CHICAGO -- When Ohio State hired Urban Meyer in November 2011, the news sounded alarm bells across the Big Ten. Meyer had an illustrious pedigree: He won two national championships, recruited a raft of NFL-bound talent and groomed one of the greatest college football players of all-time during his six seasons at Florida. The Gators’ first title under Meyer held special significance. A 41-14 thrashing of three-time defending Big Ten champ Ohio State in ‘07 began the SEC’s streak of seven consecutive national crowns.
Not only did Meyer’s move to Columbus threaten the streak, which ended with Florida State’s 34-31 win over Auburn in January, but it also promised to bring the winning formula he cultivated in Gainesville to Big Ten country. Conference titles became an expectation. National championships a realistic goal. And while the first two years of Meyer’s tenure produced a 24-0 regular-season record, postseason success -- either as a result of sanctions or narrow losses -- has proved elusive. Is 2014 the season the Buckeyes break through?
Ohio State rolled for the majority of 2013, coasting through four nonconference matchups, averaging 52.6 points a game during a five-game stretch (Penn State, at Purdue, at Illinois, Indiana and at Michigan) in league play, sporting a top-five offense and rising as high as No. 2 in the BCS standings. Yet just when the Buckeyes seemed poised to lock in a date with the Seminoles in Pasadena, something unexpected happened.
A Big Ten team built without four- and five-star recruits upended Meyer’s SEC-modeled juggernaut. The lasting memory from Michigan State’s 34-24 win over Ohio State in the conference title game was a sullen Meyer sitting on a golf cart eating pizza. About a month later, Clemson edged the Buckeyes, 40-35, in the Orange Bowl. With that, 24 games of goodwill had been undone. All of which leaves Ohio State in an interesting place heading into fall camp.
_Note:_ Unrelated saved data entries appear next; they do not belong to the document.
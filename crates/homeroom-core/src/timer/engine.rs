//! Timer state machine.
//!
//! The engine is pure: no threads, no clock reads, no I/O. Every command takes
//! the caller's `now` and stamps it into `updated_at`. The owning context calls
//! `tick()` once per second while it holds leadership.
//!
//! ## State Transitions
//!
//! ```text
//! Idle/Work  --start--> Running/Work  --tick..0--> Idle/Break
//! Idle/Break --start--> Running/Break --tick..0--> Idle/Work
//! ```
//!
//! `pause` returns to Idle keeping the remaining time, `reset` refills the
//! current phase, `skip` ends the current phase early.

use chrono::{DateTime, Utc};
use serde::{Deserialize, Serialize};

use super::phase::{Phase, TimerState};
use super::settings::Settings;
use crate::events::Event;

/// The per-learner session record shared by every context.
#[derive(Debug, Clone, PartialEq, Serialize, Deserialize)]
#[serde(rename_all = "camelCase")]
pub struct SessionState {
    pub remaining_seconds: u64,
    /// Duration the current phase started with.
    pub total_seconds: u64,
    pub running: bool,
    pub phase: Phase,
    pub cycles_completed: u32,
    pub settings: Settings,
    pub updated_at: DateTime<Utc>,
}

impl SessionState {
    /// Fresh session: idle, first work phase, full duration.
    pub fn new(settings: Settings, now: DateTime<Utc>) -> Self {
        let total = settings.phase_secs(Phase::Work, 0);
        Self {
            remaining_seconds: total,
            total_seconds: total,
            running: false,
            phase: Phase::Work,
            cycles_completed: 0,
            settings,
            updated_at: now,
        }
    }

    pub fn timer_state(&self) -> TimerState {
        if self.running {
            TimerState::Running
        } else {
            TimerState::Idle
        }
    }

    /// 0.0 .. 1.0 progress within the current phase.
    pub fn progress(&self) -> f64 {
        if self.total_seconds == 0 {
            return 0.0;
        }
        1.0 - (self.remaining_seconds as f64 / self.total_seconds as f64)
    }

    /// Whether the current phase is a long break.
    pub fn is_long_break(&self) -> bool {
        self.phase == Phase::Break && self.settings.is_long_break(self.cycles_completed)
    }

    /// Restore `0 < total` and `remaining <= total` on data from outside.
    pub(crate) fn normalized(mut self) -> Self {
        if self.total_seconds == 0 {
            self.total_seconds = self.settings.phase_secs(self.phase, self.cycles_completed);
        }
        self.remaining_seconds = self.remaining_seconds.min(self.total_seconds);
        self
    }
}

/// Core timer state machine.
#[derive(Debug, Clone, Serialize, Deserialize)]
pub struct TimerEngine {
    state: SessionState,
}

impl TimerEngine {
    pub fn new(settings: Settings, now: DateTime<Utc>) -> Self {
        Self {
            state: SessionState::new(settings, now),
        }
    }

    pub fn from_state(state: SessionState) -> Self {
        Self {
            state: state.normalized(),
        }
    }

    // ── Queries ──────────────────────────────────────────────────────

    pub fn state(&self) -> &SessionState {
        &self.state
    }

    pub fn into_state(self) -> SessionState {
        self.state
    }

    pub fn phase(&self) -> Phase {
        self.state.phase
    }

    pub fn is_running(&self) -> bool {
        self.state.running
    }

    pub fn remaining_secs(&self) -> u64 {
        self.state.remaining_seconds
    }

    pub fn total_secs(&self) -> u64 {
        self.state.total_seconds
    }

    pub fn cycles_completed(&self) -> u32 {
        self.state.cycles_completed
    }

    pub fn settings(&self) -> &Settings {
        &self.state.settings
    }

    /// Build a full state snapshot event.
    pub fn snapshot(&self, now: DateTime<Utc>) -> Event {
        Event::StateSnapshot {
            state: self.state.timer_state(),
            phase: self.state.phase,
            remaining_secs: self.state.remaining_seconds,
            total_secs: self.state.total_seconds,
            cycles_completed: self.state.cycles_completed,
            progress_pct: (self.state.progress() * 100.0).clamp(0.0, 100.0),
            at: now,
        }
    }

    // ── Commands ─────────────────────────────────────────────────────

    pub fn start(&mut self, now: DateTime<Utc>) -> Option<Event> {
        if self.state.running {
            return None;
        }
        self.state.running = true;
        self.state.updated_at = now;
        Some(Event::TimerStarted {
            phase: self.state.phase,
            remaining_secs: self.state.remaining_seconds,
            at: now,
        })
    }

    pub fn pause(&mut self, now: DateTime<Utc>) -> Option<Event> {
        if !self.state.running {
            return None;
        }
        self.state.running = false;
        self.state.updated_at = now;
        Some(Event::TimerPaused {
            phase: self.state.phase,
            remaining_secs: self.state.remaining_seconds,
            at: now,
        })
    }

    pub fn reset(&mut self, now: DateTime<Utc>) -> Option<Event> {
        self.state.running = false;
        self.state.remaining_seconds = self.state.total_seconds;
        self.state.updated_at = now;
        Some(Event::TimerReset {
            phase: self.state.phase,
            total_secs: self.state.total_seconds,
            at: now,
        })
    }

    /// Advance the countdown by one second.
    ///
    /// Returns `Some(Event::PhaseCompleted)` when the phase ends. The machine
    /// never rests at zero while running: the decrement that would reach zero
    /// performs the completion instead.
    pub fn tick(&mut self, now: DateTime<Utc>) -> Option<Event> {
        if !self.state.running {
            return None;
        }
        if self.state.remaining_seconds <= 1 {
            return Some(self.complete(now));
        }
        self.state.remaining_seconds -= 1;
        self.state.updated_at = now;
        None
    }

    /// End the current phase and load the next one, idle.
    pub fn complete(&mut self, now: DateTime<Utc>) -> Event {
        self.finish_phase(now, false)
    }

    /// End the current phase early.
    ///
    /// Skipping to the phase already active restarts it instead; no cycle is
    /// counted and no completion is reported.
    pub fn skip(&mut self, to: Phase, now: DateTime<Utc>) -> Event {
        if to == self.state.phase {
            self.state.running = false;
            self.state.remaining_seconds = self.state.total_seconds;
            self.state.updated_at = now;
            return Event::TimerReset {
                phase: self.state.phase,
                total_secs: self.state.total_seconds,
                at: now,
            };
        }
        self.finish_phase(now, true)
    }

    /// Replace the settings snapshot.
    ///
    /// While idle the current phase is recomputed from the new durations. While
    /// running, elapsed time is left alone and the new durations apply from the
    /// next phase.
    pub fn apply_settings(&mut self, settings: Settings, now: DateTime<Utc>) -> Event {
        self.state.settings = settings;
        self.state.updated_at = now;
        let recomputed = !self.state.running;
        if recomputed {
            let total = self
                .state
                .settings
                .phase_secs(self.state.phase, self.state.cycles_completed);
            self.state.total_seconds = total;
            self.state.remaining_seconds = total;
        }
        Event::SettingsApplied {
            phase: self.state.phase,
            total_secs: self.state.total_seconds,
            recomputed,
            at: now,
        }
    }

    /// Adopt a state produced elsewhere (remote record, local broadcast).
    pub fn restore(&mut self, state: SessionState) {
        self.state = state.normalized();
    }

    // ── Internal ─────────────────────────────────────────────────────

    fn finish_phase(&mut self, now: DateTime<Utc>, skipped: bool) -> Event {
        let from = self.state.phase;
        if from == Phase::Work {
            self.state.cycles_completed = self.state.cycles_completed.saturating_add(1);
        }
        let to = from.next();
        let total = self.state.settings.phase_secs(to, self.state.cycles_completed);

        self.state.phase = to;
        self.state.running = false;
        self.state.total_seconds = total;
        self.state.remaining_seconds = total;
        self.state.updated_at = now;

        Event::PhaseCompleted {
            from,
            to,
            cycles_completed: self.state.cycles_completed,
            long_break: self.state.is_long_break(),
            skipped,
            at: now,
        }
    }
}

#[cfg(test)]
mod tests {
    use super::*;
    use chrono::{Duration, TimeZone};

    fn t0() -> DateTime<Utc> {
        Utc.with_ymd_and_hms(2026, 3, 2, 9, 0, 0).unwrap()
    }

    fn short_settings() -> Settings {
        Settings {
            work_minutes: 1,
            short_break_minutes: 1,
            long_break_minutes: 2,
            cycles_until_long_break: 2,
            ..Settings::default()
        }
    }

    #[test]
    fn start_pause_start() {
        let mut engine = TimerEngine::new(Settings::default(), t0());
        assert_eq!(engine.state().timer_state(), TimerState::Idle);

        assert!(engine.start(t0()).is_some());
        assert!(engine.is_running());
        assert!(engine.start(t0()).is_none(), "second start is a no-op");

        engine.tick(t0() + Duration::seconds(1));
        assert!(engine.pause(t0() + Duration::seconds(2)).is_some());
        assert!(!engine.is_running());
        assert_eq!(engine.remaining_secs(), 25 * 60 - 1);
        assert!(engine.pause(t0()).is_none());
    }

    #[test]
    fn tick_ignored_while_idle() {
        let mut engine = TimerEngine::new(Settings::default(), t0());
        assert!(engine.tick(t0()).is_none());
        assert_eq!(engine.remaining_secs(), 25 * 60);
        assert_eq!(engine.state().updated_at, t0());
    }

    #[test]
    fn countdown_completes_exactly_once() {
        let mut engine = TimerEngine::new(short_settings(), t0());
        engine.start(t0());
        let mut completions = 0;
        for i in 1..=60 {
            if let Some(event) = engine.tick(t0() + Duration::seconds(i)) {
                assert!(event.is_completion());
                completions += 1;
            }
            if engine.is_running() {
                assert!(engine.remaining_secs() > 0, "never rests at zero while running");
            }
        }
        assert_eq!(completions, 1);
        assert_eq!(engine.phase(), Phase::Break);
        assert_eq!(engine.cycles_completed(), 1);
        assert!(!engine.is_running());
        assert_eq!(engine.remaining_secs(), 60);
        // Further ticks do nothing until the break is started.
        assert!(engine.tick(t0() + Duration::seconds(61)).is_none());
    }

    #[test]
    fn break_to_work_keeps_cycle_count() {
        let mut engine = TimerEngine::new(short_settings(), t0());
        engine.complete(t0());
        assert_eq!(engine.cycles_completed(), 1);
        let event = engine.complete(t0());
        match event {
            Event::PhaseCompleted {
                from,
                to,
                cycles_completed,
                long_break,
                skipped,
                ..
            } => {
                assert_eq!(from, Phase::Break);
                assert_eq!(to, Phase::Work);
                assert_eq!(cycles_completed, 1);
                assert!(!long_break);
                assert!(!skipped);
            }
            other => panic!("expected PhaseCompleted, got {other:?}"),
        }
        assert_eq!(engine.total_secs(), 60);
    }

    #[test]
    fn long_break_after_configured_cycles() {
        let mut engine = TimerEngine::new(short_settings(), t0());
        engine.complete(t0()); // work 1 -> short break
        assert_eq!(engine.total_secs(), 60);
        engine.complete(t0()); // break -> work
        engine.complete(t0()); // work 2 -> long break
        assert!(engine.state().is_long_break());
        assert_eq!(engine.total_secs(), 120);
    }

    #[test]
    fn reset_refills_current_phase() {
        let mut engine = TimerEngine::new(short_settings(), t0());
        engine.start(t0());
        engine.tick(t0());
        engine.tick(t0());
        engine.reset(t0());
        assert!(!engine.is_running());
        assert_eq!(engine.remaining_secs(), engine.total_secs());
        assert_eq!(engine.phase(), Phase::Work);
    }

    #[test]
    fn skip_counts_work_cycles_only() {
        let mut engine = TimerEngine::new(short_settings(), t0());
        engine.start(t0());
        let event = engine.skip(Phase::Break, t0());
        assert!(matches!(event, Event::PhaseCompleted { skipped: true, .. }));
        assert_eq!(engine.cycles_completed(), 1);
        assert!(!engine.is_running());

        engine.skip(Phase::Work, t0());
        assert_eq!(engine.cycles_completed(), 1);
        assert_eq!(engine.phase(), Phase::Work);
    }

    #[test]
    fn skip_to_current_phase_restarts_it() {
        let mut engine = TimerEngine::new(short_settings(), t0());
        engine.start(t0());
        engine.tick(t0());
        let event = engine.skip(Phase::Work, t0());
        assert!(matches!(event, Event::TimerReset { .. }));
        assert_eq!(engine.cycles_completed(), 0);
        assert_eq!(engine.remaining_secs(), 60);
    }

    #[test]
    fn settings_recompute_only_while_idle() {
        let mut engine = TimerEngine::new(Settings::default(), t0());
        let longer = Settings {
            work_minutes: 50,
            ..Settings::default()
        };
        engine.apply_settings(longer.clone(), t0());
        assert_eq!(engine.total_secs(), 50 * 60);
        assert_eq!(engine.remaining_secs(), 50 * 60);

        engine.start(t0());
        engine.tick(t0());
        let event = engine.apply_settings(Settings::default(), t0());
        assert!(matches!(event, Event::SettingsApplied { recomputed: false, .. }));
        assert_eq!(engine.total_secs(), 50 * 60);
        assert_eq!(engine.remaining_secs(), 50 * 60 - 1);
        assert_eq!(engine.settings().work_minutes, 25);
    }

    #[test]
    fn restore_clamps_remaining() {
        let mut engine = TimerEngine::new(Settings::default(), t0());
        let mut bad = engine.state().clone();
        bad.remaining_seconds = 10_000;
        engine.restore(bad);
        assert_eq!(engine.remaining_secs(), engine.total_secs());
    }

    #[test]
    fn snapshot_reports_progress() {
        let mut engine = TimerEngine::new(short_settings(), t0());
        engine.start(t0());
        for _ in 0..30 {
            engine.tick(t0());
        }
        match engine.snapshot(t0()) {
            Event::StateSnapshot {
                state,
                remaining_secs,
                progress_pct,
                ..
            } => {
                assert_eq!(state, TimerState::Running);
                assert_eq!(remaining_secs, 30);
                assert!((progress_pct - 50.0).abs() < 1e-9);
            }
            other => panic!("expected StateSnapshot, got {other:?}"),
        }
    }

    #[test]
    fn wire_names_match_store_record() {
        let state = SessionState::new(Settings::default(), t0());
        let json = serde_json::to_value(&state).unwrap();
        for key in [
            "remainingSeconds",
            "totalSeconds",
            "running",
            "phase",
            "cyclesCompleted",
            "settings",
            "updatedAt",
        ] {
            assert!(json.get(key).is_some(), "missing {key}");
        }
    }
}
“It’s football, you know, that happens sometimes,” senior defensive tackle Michael Bennett said of the back-to-back losses. “And if anything, it just puts a chip on your shoulder and makes it easier to come together after a tragedy than it does after everything goes right. Not to say that a football loss is a tragedy, but it sucks. And I’d say the coaches did a good job of, instead of just berating us with, ‘You’re not good enough, you’re not good enough,’ it was, ‘Remember these games, but we need to move forward, we need to get better.’”
|Aug. 30||at Navy|
|Sept. 6||Virginia Tech|
|Sept. 13||Kent State|
|Oct. 4||at Maryland|
|Oct. 25||at Penn State|
|Nov. 8||at Michigan State|
|Nov. 15||at Minnesota|
The aura of superiority that had come to define the Buckeyes under Meyer has taken a hit. In a preseason media poll administered by Cleveland.com last week, Ohio State received 23 votes to win the Big Ten’s East Division and 19 to win the conference championship, 13 and 10 more, respectively, than second-place Michigan State. Contrast that with last season’s poll, in which the Buckeyes garnered 26 votes to win the Leaders Division and 25 to win the league title, and the change in perception is evident.
Still, the gloom should not be exaggerated.
There is no shortage of reasons to be bullish on the Buckeyes this year. Quarterback Braxton Miller sat out spring practice after injuring his foot in the Orange Bowl, but he reportedly made strides honing the mental aspects of his game and is on the early short list of Heisman Trophy frontrunners. The defensive line boasts the talent and depth to be among the best in the country, with star ends Joey Bosa and Noah Spence flanking Bennett and Adolphus Washington. And while playmakers such as running back Carlos Hyde and wide receiver Corey Brown are gone, there are talented underclassmen (backs Ezekiel Elliott, Bri’onte Dunn, Warren Ball and Dontre Wilson, who has drawn comparisons to former Florida star Percy Harvin) and capable veterans (receiver wideout Devin Smith and tight end Jeff Heuerman) waiting in the wings.
A rewired mental approach with a greater focus on individual units calls to mind another college football powerhouse in Tuscaloosa attempting to undergo cultural changes this offseason. It could also help prevent some of the lapses that felled the Buckeyes late last fall. “You play at Ohio State, they're the hunted because they're at Ohio State,” Meyer said at Big Ten media days on Monday.
Under Meyer, the Buckeyes’ regular season games are viewed as building blocks toward larger goals. Given the team's returning talent and schedule, that means Ohio State’s directive in 2014 is simple: College Football Playoff or bust.